Extracted entries Start Marker

//! Replaying fallback writes onto the primary medium
//!
//! A session that ran without the primary medium leaves its records and
//! tombstones in the fallback file. When a later session opens the primary
//! medium again they are applied to it, the newer timestamp winning, and
//! then dropped from the fallback file.
//!
//! Replay is idempotent: a replay cut short by a failure leaves the fallback
//! file untouched and is repeated on the next open.

use std::collections::BTreeMap;

use super::backend::StorageBackend;
use super::engine::StorageEngine;
use super::errors::StorageResult;
use super::fallback::FallbackStore;

/// Statistics from one replay
#[derive(Debug, Clone, Default, PartialEq, Eq)]
pub struct ReconcileStats {
    /// Fallback records written to the primary medium
    pub records_applied: u64,
    /// Fallback records older than the primary copy
    pub records_superseded: u64,
    /// Primary records removed by tombstones
    pub deletes_applied: u64,
}

impl ReconcileStats {
    pub fn is_empty(&self) -> bool {
        self.records_applied == 0 && self.records_superseded == 0 && self.deletes_applied == 0
    }
}

/// Applies every fallback record and tombstone to `primary`.
///
/// Tombstones go first so that a record saved after a delete survives.
pub fn reconcile(primary: &mut StorageEngine, fallback: &mut FallbackStore) -> StorageResult<ReconcileStats> {
    let tombstones = fallback.tombstones();
    let snapshot = fallback.export_all()?;
    let mut stats = ReconcileStats::default();
    if tombstones.is_empty() && snapshot.values().all(BTreeMap::is_empty) {
        return Ok(stats);
    }

    for tombstone in &tombstones {
        let keys = match &tombstone.key {
            Some(key) => vec![key.clone()],
            None => primary.list_keys(&tombstone.store)?,
        };
        for key in keys {
            if newer_on_primary(primary, &tombstone.store, &key, tombstone.timestamp)? {
                continue;
            }
            if primary.delete(&tombstone.store, &key)? {
                stats.deletes_applied += 1;
            }
        }
    }

    for (store, records) in &snapshot {
        for (key, record) in records {
            if newer_on_primary(primary, store, key, record.timestamp)? {
                stats.records_superseded += 1;
                continue;
            }
            primary.put(store, key, &record.payload)?;
            stats.records_applied += 1;
        }
    }

    fallback.discard_tracked()?;
    Ok(stats)
}

/// Whether the primary copy of `key` was written after `timestamp`. A
/// damaged primary copy never wins.
fn newer_on_primary(primary: &StorageEngine, store: &str, key: &str, timestamp: i64) -> StorageResult<bool> {
    match primary.get(store, key) {
        Ok(Some(record)) => Ok(record.timestamp > timestamp),
        Ok(None) => Ok(false),
        Err(e) if e.is_corruption() => Ok(false),
        Err(e) => Err(e),
    }
}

Extracted entries End Marker

Restate the records, all of them, precisely as written.

//! Replaying fallback writes onto the primary medium
//!
//! A session that ran without the primary medium leaves its records and
//! tombstones in the fallback file. When a later session opens the primary
//! medium again they are applied to it, the newer timestamp winning, and
//! then dropped from the fallback file.
//!
//! Replay is idempotent: a replay cut short by a failure leaves the fallback
//! file untouched and is repeated on the next open.

use std::collections::BTreeMap;

use super::backend::StorageBackend;
use super::engine::StorageEngine;
use super::errors::StorageResult;
use super::fallback::FallbackStore;

/// Statistics from one replay
#[derive(Debug, Clone, Default, PartialEq, Eq)]
pub struct ReconcileStats {
    /// Fallback records written to the primary medium
    pub records_applied: u64,
    /// Fallback records older than the primary copy
    pub records_superseded: u64,
    /// Primary records removed by tombstones
    pub deletes_applied: u64,
}

impl ReconcileStats {
    pub fn is_empty(&self) -> bool {
        self.records_applied == 0 && self.records_superseded == 0 && self.deletes_applied == 0
    }
}

/// Applies every fallback record and tombstone to `primary`.
///
/// Tombstones go first so that a record saved after a delete survives.
pub fn reconcile(primary: &mut StorageEngine, fallback: &mut FallbackStore) -> StorageResult<ReconcileStats> {
    let tombstones = fallback.tombstones();
    let snapshot = fallback.export_all()?;
    let mut stats = ReconcileStats::default();
    if tombstones.is_empty() && snapshot.values().all(BTreeMap::is_empty) {
        return Ok(stats);
    }

    for tombstone in &tombstones {
        let keys = match &tombstone.key {
            Some(key) => vec![key.clone()],
            None => primary.list_keys(&tombstone.store)?,
        };
        for key in keys {
            if newer_on_primary(primary, &tombstone.store, &key, tombstone.timestamp)? {
                continue;
            }
            if primary.delete(&tombstone.store, &key)? {
                stats.deletes_applied += 1;
            }
        }
    }

    for (store, records) in &snapshot {
        for (key, record) in records {
            if newer_on_primary(primary, store, key, record.timestamp)? {
                stats.records_superseded += 1;
                continue;
            }
            primary.put(store, key, &record.payload)?;
            stats.records_applied += 1;
        }
    }

    fallback.discard_tracked()?;
    Ok(stats)
}

/// Whether the primary copy of `key` was written after `timestamp`. A
/// damaged primary copy never wins.
fn newer_on_primary(primary: &StorageEngine, store: &str, key: &str, timestamp: i64) -> StorageResult<bool> {
    match primary.get(store, key) {
        Ok(Some(record)) => Ok(record.timestamp > timestamp),
        Ok(None) => Ok(false),
        Err(e) if e.is_corruption() => Ok(false),
        Err(e) => Err(e),
    }
}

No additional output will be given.